• Supplied material
======
// Copyright (c) 2025 Varshith Gudur. Licensed under AGPLv3.
//! Chain events.
//!
//! Every chain is a singly linked list of `Event`s: one genesis followed by hops.
//!
//! # Invariants
//! - `id` is the SHA-256 of the canonical bincode preimage
//!   `(EVENT_FORMAT_VERSION, pubkey, created_at, prev, body)`.
//! - The signature is outside the preimage, so signing later never changes the id.
//! - Events are immutable once built; signing returns a new value.

use crate::config::EVENT_FORMAT_VERSION;
use crate::error::{KernelError, Result};
use crate::movement::MovementProof;
use crate::types::{Coordinate, Digest};
use serde::{Deserialize, Deserializer, Serialize, Serializer};
use std::fmt;

pub type EventId = Digest;

/// 32-byte author public key.
#[derive(Clone, Copy, Debug, PartialEq, Eq, Hash, Default)]
pub struct PublicKey(pub [u8; 32]);

impl PublicKey {
    pub fn from_hex(s: &str) -> Result<Self> {
        let raw = hex::decode(s.trim()).map_err(|e| KernelError::Parse(format!("invalid public key hex: {e}")))?;
        if raw.len() != 32 {
            return Err(KernelError::Parse(format!("public key must be 32 bytes, got {}", raw.len())));
        }
        let mut out = [0u8; 32];
        out.copy_from_slice(&raw);
        Ok(PublicKey(out))
    }

    pub fn as_bytes(&self) -> &[u8; 32] {
        &self.0
    }

    pub fn to_hex(&self) -> String {
        hex::encode(self.0)
    }
}

impl fmt::Display for PublicKey {
    fn fmt(&self, f: &mut fmt::Formatter<'_>) -> fmt::Result {
        f.write_str(&self.to_hex())
    }
}

impl Serialize for PublicKey {
    fn serialize<S: Serializer>(&self, serializer: S) -> core::result::Result<S::Ok, S::Error> {
        serializer.serialize_str(&self.to_hex())
    }
}

impl<'de> Deserialize<'de> for PublicKey {
    fn deserialize<D: Deserializer<'de>>(deserializer: D) -> core::result::Result<Self, D::Error> {
        let s = String::deserialize(deserializer)?;
        PublicKey::from_hex(&s).map_err(serde::de::Error::custom)
    }
}

/// Signing happens at publish time, outside this crate. Until then an event is
/// `Unsigned`, which is a valid stored state.
#[derive(Clone, Debug, PartialEq, Eq, Default)]
pub enum Signature {
    #[default]
    Unsigned,
    Signed(Vec<u8>),
}

impl Signature {
    pub fn is_signed(&self) -> bool {
        matches!(self, Signature::Signed(_))
    }
}

impl Serialize for Signature {
    fn serialize<S: Serializer>(&self, serializer: S) -> core::result::Result<S::Ok, S::Error> {
        match self {
            Signature::Unsigned => serializer.serialize_none(),
            Signature::Signed(bytes) => serializer.serialize_some(&hex::encode(bytes)),
        }
    }
}

impl<'de> Deserialize<'de> for Signature {
    fn deserialize<D: Deserializer<'de>>(deserializer: D) -> core::result::Result<Self, D::Error> {
        // Older files store pending signatures as "".
        match Option::<String>::deserialize(deserializer)? {
            None => Ok(Signature::Unsigned),
            Some(s) if s.is_empty() => Ok(Signature::Unsigned),
            Some(s) => hex::decode(&s).map(Signature::Signed).map_err(serde::de::Error::custom),
        }
    }
}

#[derive(Clone, Debug, PartialEq, Eq, Serialize, Deserialize)]
pub struct GenesisPayload {
    pub coordinate: Coordinate,
}

#[derive(Clone, Debug, PartialEq, Eq, Serialize, Deserialize)]
pub struct HopPayload {
    /// Id of the chain's genesis event.
    pub genesis: EventId,
    pub coordinate: Coordinate,
    pub proof: MovementProof,
}

#[derive(Clone, Debug, PartialEq, Eq, Serialize, Deserialize)]
#[serde(tag = "kind", content = "payload", rename_all = "lowercase")]
pub enum EventBody {
    Genesis(GenesisPayload),
    Hop(HopPayload),
}

#[derive(Clone, Debug, PartialEq, Eq, Serialize, Deserialize)]
pub struct Event {
    pub id: EventId,
    pub pubkey: PublicKey,
    pub created_at: u64,
    #[serde(default, skip_serializing_if = "Option::is_none")]
    pub prev: Option<EventId>,
    #[serde(flatten)]
    pub body: EventBody,
    #[serde(default)]
    pub sig: Signature,
}

impl Event {
    pub fn genesis(pubkey: PublicKey, created_at: u64, coordinate: Coordinate) -> Result<Event> {
        Self::seal(pubkey, created_at, None, EventBody::Genesis(GenesisPayload { coordinate }))
    }

    pub fn hop(
        pubkey: PublicKey,
        created_at: u64,
        prev: EventId,
        genesis: EventId,
        coordinate: Coordinate,
        proof: MovementProof,
    ) -> Result<Event> {
        let body = EventBody::Hop(HopPayload { genesis, coordinate, proof });
        Self::seal(pubkey, created_at, Some(prev), body)
    }

    fn seal(pubkey: PublicKey, created_at: u64, prev: Option<EventId>, body: EventBody) -> Result<Event> {
        let id = content_id(&pubkey, created_at, prev.as_ref(), &body)?;
        Ok(Event { id, pubkey, created_at, prev, body, sig: Signature::Unsigned })
    }

    /// Recomputes the id from content.
    pub fn compute_id(&self) -> Result<EventId> {
        content_id(&self.pubkey, self.created_at, self.prev.as_ref(), &self.body)
    }

    pub fn verify_id(&self) -> bool {
        matches!(self.compute_id(), Ok(id) if id == self.id)
    }

    pub fn is_genesis(&self) -> bool {
        matches!(self.body, EventBody::Genesis(_))
    }

    pub fn kind(&self) -> &'static str {
        match self.body {
            EventBody::Genesis(_) => "genesis",
            EventBody::Hop(_) => "hop",
        }
    }

    /// Coordinate this event leaves the chain at.
    pub fn coordinate(&self) -> &Coordinate {
        match &self.body {
            EventBody::Genesis(p) => &p.coordinate,
            EventBody::Hop(p) => &p.coordinate,
        }
    }

    pub fn proof(&self) -> Option<&MovementProof> {
        match &self.body {
            EventBody::Genesis(_) => None,
            EventBody::Hop(p) => Some(&p.proof),
        }
    }

    /// Genesis id this event belongs to; a genesis event points at itself.
    pub fn genesis_id(&self) -> EventId {
        match &self.body {
            EventBody::Genesis(_) => self.id,
            EventBody::Hop(p) => p.genesis,
        }
    }

    /// Copy of this event carrying `sig`; every other field is untouched.
    pub fn attach_signature(&self, sig: Vec<u8>) -> Result<Event> {
        if self.sig.is_signed() {
            return Err(KernelError::AlreadySigned);
        }
        if sig.is_empty() {
            return Err(KernelError::Encoding("empty signature".into()));
        }
        Ok(Event { sig: Signature::Signed(sig), ..self.clone() })
    }
}

fn content_id(pubkey: &PublicKey, created_at: u64, prev: Option<&EventId>, body: &EventBody) -> Result<EventId> {
    let preimage = (EVENT_FORMAT_VERSION, pubkey, created_at, prev, body);
    let bytes = bincode::serde::encode_to_vec(&preimage, bincode::config::standard())
        .map_err(|e| KernelError::Encoding(e.to_string()))?;
    Ok(Digest::sha256(&bytes))
}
======
Extract the first line above and each line after it up to and including the one with "canonical bincode preimage", please, exactly and with nothing else.

// Copyright (c) 2025 Varshith Gudur. Licensed under AGPLv3.
//! Chain events.
//!
//! Every chain is a singly linked list of `Event`s: one genesis followed by hops.
//!
//! # Invariants
//! - `id` is the SHA-256 of the canonical bincode preimage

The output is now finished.